Removal of Pb2+, Cu2+, and Cd2+ Ions from a Saline Wastewater Using Emulsion Liquid Membrane: Applying Response Surface Methodology for Optimization and Data Analysis

Remote and mobile refineries are designed to utilize local groundwater (if abundantly available) to meet their industrial applications and inner uses. However, groundwater usually suffers hardness and salinity. Therefore, reverse osmosis (RO) technology is applied to treat the groundwater before use. The RO concentrate water stream is mixed with other refinery wastewater effluents resulting in a high saline wastewater.

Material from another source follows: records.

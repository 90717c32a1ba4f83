use super::client::RequestSendError;
use super::{Client, PendingResponse};
use std::fmt;
use std::mem::{ManuallyDrop, MaybeUninit};
use std::ops::{Deref, DerefMut};

struct Loan<'a, Req: Copy + 'static, Res: Copy + 'static> {
    client: &'a Client<Req, Res>,
    index: u32,
    payload: *mut Req,
}

impl<'a, Req: Copy + 'static, Res: Copy + 'static> Loan<'a, Req, Res> {
    fn into_parts(self) -> (&'a Client<Req, Res>, u32) {
        let this = ManuallyDrop::new(self);
        (this.client, this.index)
    }
}

impl<Req: Copy + 'static, Res: Copy + 'static> Drop for Loan<'_, Req, Res> {
    fn drop(&mut self) {
        self.client.return_loan(self.index);
    }
}

/// Loaned request whose payload is not initialized yet.
pub struct RequestMutUninit<'a, Req: Copy + 'static, Res: Copy + 'static> {
    loan: Loan<'a, Req, Res>,
}

impl<Req: Copy + 'static, Res: Copy + 'static> fmt::Debug for RequestMutUninit<'_, Req, Res> {
    fn fmt(&self, f: &mut fmt::Formatter<'_>) -> fmt::Result {
        f.debug_struct("RequestMutUninit")
            .field("slot", &self.loan.index)
            .finish()
    }
}

impl<'a, Req: Copy + 'static, Res: Copy + 'static> RequestMutUninit<'a, Req, Res> {
    pub(super) fn new(client: &'a Client<Req, Res>, index: u32, payload: *mut Req) -> Self {
        Self {
            loan: Loan {
                client,
                index,
                payload,
            },
        }
    }

    pub fn payload_mut(&mut self) -> &mut MaybeUninit<Req> {
        // SAFETY: the loan owns the slot exclusively.
        unsafe { &mut *(self.loan.payload as *mut MaybeUninit<Req>) }
    }

    pub fn write_payload(mut self, value: Req) -> RequestMut<'a, Req, Res> {
        self.payload_mut().write(value);
        // SAFETY: written above.
        unsafe { self.assume_init() }
    }

    /// # Safety
    /// [`RequestMutUninit::payload_mut`] must have been initialized.
    pub unsafe fn assume_init(self) -> RequestMut<'a, Req, Res> {
        RequestMut { loan: self.loan }
    }
}

/// Initialized request ready to be sent.
pub struct RequestMut<'a, Req: Copy + 'static, Res: Copy + 'static> {
    loan: Loan<'a, Req, Res>,
}

impl<Req: Copy + fmt::Debug + 'static, Res: Copy + 'static> fmt::Debug for RequestMut<'_, Req, Res> {
    fn fmt(&self, f: &mut fmt::Formatter<'_>) -> fmt::Result {
        f.debug_struct("RequestMut")
            .field("slot", &self.loan.index)
            .field("payload", self.payload())
            .finish()
    }
}

impl<'a, Req: Copy + 'static, Res: Copy + 'static> RequestMut<'a, Req, Res> {
    pub fn payload(&self) -> &Req {
        // SAFETY: the loan owns an initialized value.
        unsafe { &*self.loan.payload }
    }

    pub fn payload_mut(&mut self) -> &mut Req {
        // SAFETY: as in `payload`, and the loan is exclusive.
        unsafe { &mut *self.loan.payload }
    }

    /// Sends the request to every active server.
    pub fn send(self) -> Result<PendingResponse<'a, Req, Res>, RequestSendError> {
        let (client, index) = self.loan.into_parts();
        client.deliver(index)
    }
}

impl<Req: Copy + 'static, Res: Copy + 'static> Deref for RequestMut<'_, Req, Res> {
    type Target = Req;

    fn deref(&self) -> &Req {
        self.payload()
    }
}

impl<Req: Copy + 'static, Res: Copy + 'static> DerefMut for RequestMut<'_, Req, Res> {
    fn deref_mut(&mut self) -> &mut Req {
        self.payload_mut()
    }
}
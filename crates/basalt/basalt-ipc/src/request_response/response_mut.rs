use super::ActiveRequest;
use crate::port::SendError;
use std::fmt;
use std::mem::{ManuallyDrop, MaybeUninit};
use std::ops::{Deref, DerefMut};

struct Loan<'a, Req: Copy + 'static, Res: Copy + 'static> {
    request: &'a ActiveRequest<'a, Req, Res>,
    index: u32,
    payload: *mut Res,
}

impl<'a, Req: Copy + 'static, Res: Copy + 'static> Loan<'a, Req, Res> {
    fn into_parts(self) -> (&'a ActiveRequest<'a, Req, Res>, u32) {
        let this = ManuallyDrop::new(self);
        (this.request, this.index)
    }
}

impl<Req: Copy + 'static, Res: Copy + 'static> Drop for Loan<'_, Req, Res> {
    fn drop(&mut self) {
        self.request.return_loan(self.index);
    }
}

/// Loaned response whose payload is not initialized yet.
pub struct ResponseMutUninit<'a, Req: Copy + 'static, Res: Copy + 'static> {
    loan: Loan<'a, Req, Res>,
}

impl<Req: Copy + 'static, Res: Copy + 'static> fmt::Debug for ResponseMutUninit<'_, Req, Res> {
    fn fmt(&self, f: &mut fmt::Formatter<'_>) -> fmt::Result {
        f.debug_struct("ResponseMutUninit")
            .field("slot", &self.loan.index)
            .finish()
    }
}

impl<'a, Req: Copy + 'static, Res: Copy + 'static> ResponseMutUninit<'a, Req, Res> {
    pub(super) fn new(
        request: &'a ActiveRequest<'a, Req, Res>,
        index: u32,
        payload: *mut Res,
    ) -> Self {
        Self {
            loan: Loan {
                request,
                index,
                payload,
            },
        }
    }

    pub fn payload_mut(&mut self) -> &mut MaybeUninit<Res> {
        // SAFETY: the loan owns the slot exclusively.
        unsafe { &mut *(self.loan.payload as *mut MaybeUninit<Res>) }
    }

    pub fn write_payload(mut self, value: Res) -> ResponseMut<'a, Req, Res> {
        self.payload_mut().write(value);
        // SAFETY: written above.
        unsafe { self.assume_init() }
    }

    /// # Safety
    /// [`ResponseMutUninit::payload_mut`] must have been initialized.
    pub unsafe fn assume_init(self) -> ResponseMut<'a, Req, Res> {
        ResponseMut { loan: self.loan }
    }
}

/// Initialized response ready to be sent.
pub struct ResponseMut<'a, Req: Copy + 'static, Res: Copy + 'static> {
    loan: Loan<'a, Req, Res>,
}

impl<Req: Copy + 'static, Res: Copy + fmt::Debug + 'static> fmt::Debug
    for ResponseMut<'_, Req, Res>
{
    fn fmt(&self, f: &mut fmt::Formatter<'_>) -> fmt::Result {
        f.debug_struct("ResponseMut")
            .field("slot", &self.loan.index)
            .field("payload", self.payload())
            .finish()
    }
}

impl<Req: Copy + 'static, Res: Copy + 'static> ResponseMut<'_, Req, Res> {
    pub fn payload(&self) -> &Res {
        // SAFETY: the loan owns an initialized value.
        unsafe { &*self.loan.payload }
    }

    pub fn payload_mut(&mut self) -> &mut Res {
        // SAFETY: as in `payload`, and the loan is exclusive.
        unsafe { &mut *self.loan.payload }
    }

    /// Sends the response to the client that issued the request.
    pub fn send(self) -> Result<(), SendError> {
        let (request, index) = self.loan.into_parts();
        request.deliver_response(index)
    }
}

impl<Req: Copy + 'static, Res: Copy + 'static> Deref for ResponseMut<'_, Req, Res> {
    type Target = Res;

    fn deref(&self) -> &Res {
        self.payload()
    }
}

impl<Req: Copy + 'static, Res: Copy + 'static> DerefMut for ResponseMut<'_, Req, Res> {
    fn deref_mut(&mut self) -> &mut Res {
        self.payload_mut()
    }
}
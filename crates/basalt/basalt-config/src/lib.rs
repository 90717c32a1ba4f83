mod config;

pub use config::{
    Config, ConfigError, Defaults, EventDefaults, Global, NodeDefaults, PublishSubscribeDefaults,
    RequestResponseDefaults, UnableToDeliverStrategy, CONFIG_ENV_VAR,
};
use basalt_ipc::prelude::*;
use basalt_perf::BenchNode;
use criterion::{Criterion, Throughput, black_box, criterion_group, criterion_main};

fn bench_round_trip(c: &mut Criterion) {
    let fixture = BenchNode::new();
    let service = fixture
        .node
        .service_builder(&BenchNode::service_name("crit-rr"))
        .request_response::<u64, u64>()
        .max_response_buffer_size(8)
        .create()
        .expect("failed to create service");
    let server = service.server_builder().create().expect("server");
    let client = service.client_builder().create().expect("client");

    let mut group = c.benchmark_group("request_response");
    group.throughput(Throughput::Elements(1));

    group.bench_function("request + one response", |b| {
        b.iter(|| {
            let pending = client.send_copy(black_box(1)).expect("send request");
            if let Some(active) = server.receive().expect("receive request") {
                active.send_copy(*active * 2).expect("send response");
            }
            black_box(pending.receive().expect("receive response").map(|r| *r));
        });
    });

    group.bench_function("request + streamed responses (8)", |b| {
        b.iter(|| {
            let pending = client.send_copy(black_box(1)).expect("send request");
            if let Some(active) = server.receive().expect("receive request") {
                for i in 0..8 {
                    active.send_copy(i).expect("send response");
                }
            }
            while let Some(response) = pending.receive().expect("receive response") {
                black_box(*response);
            }
        });
    });

    group.finish();
}

criterion_group!(benches, bench_round_trip);
criterion_main!(benches);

Upon discharging the refinery wastewater in constructed or natural lagoons, organic and non-organic pollutants permeate to groundwater reservoirs (aquifers) causing groundwater contamination build-up. The present study adopted the response surface methodology (RSM) to evaluate and optimize the simultaneous extraction of Pb2+, Cu2+, and Cd2+ ions from a refinery saline wastewater using emulsion liquid membrane (ELM). The experimental results were compared with those obtained from a previous study conducted for a simulated synthetic wastewater. Lower removal efficiencies of Pb2+, Cu2+, and Cd2+ ions were noticed for the refinery (real) wastewater due to possible interactions between dissolved salts of salinity, and metal ions. The lower removal efficiencies are due to the potential chemical complexation of the heavy metal ions with the petroleum organic and inorganic anions during the cations/carrier complexation at the wastewater/membrane interface which hinders the free migration of the metal ions. Also higher breakage was observed to cause lower stability of the ELM system in comparison with the simulated synthetic wastewater system. The impacts of the feed pH (2-6), homogenizer speed (5700-19,700 rpm), surfactant concentration (2-6%v/v), and carrier concentration (2-6%v/v) on the removal efficiencies of the Pb2+, Cu2+, and Cd2+ ions were investigated. The results of the regression analysis showed that experimental data could be fitted to quadratic models with values of determination coefficients (R-2) equal to 91.18%, 88.91%, and 91.16% for Pb2+, Cu2+, and Cd2+ respectively. Maximum removal efficiencies of 92.33%, 88.98%, and 76.29% for Pb2+, Cu2+, and Cd2+ ions respectively were obtained at the optimum operating conditions of feed pH of 5.15, homogenizer speed of 5700 rpm, surfactant concentration of 3.97% v/v, and carrier concentration of 6% v/v.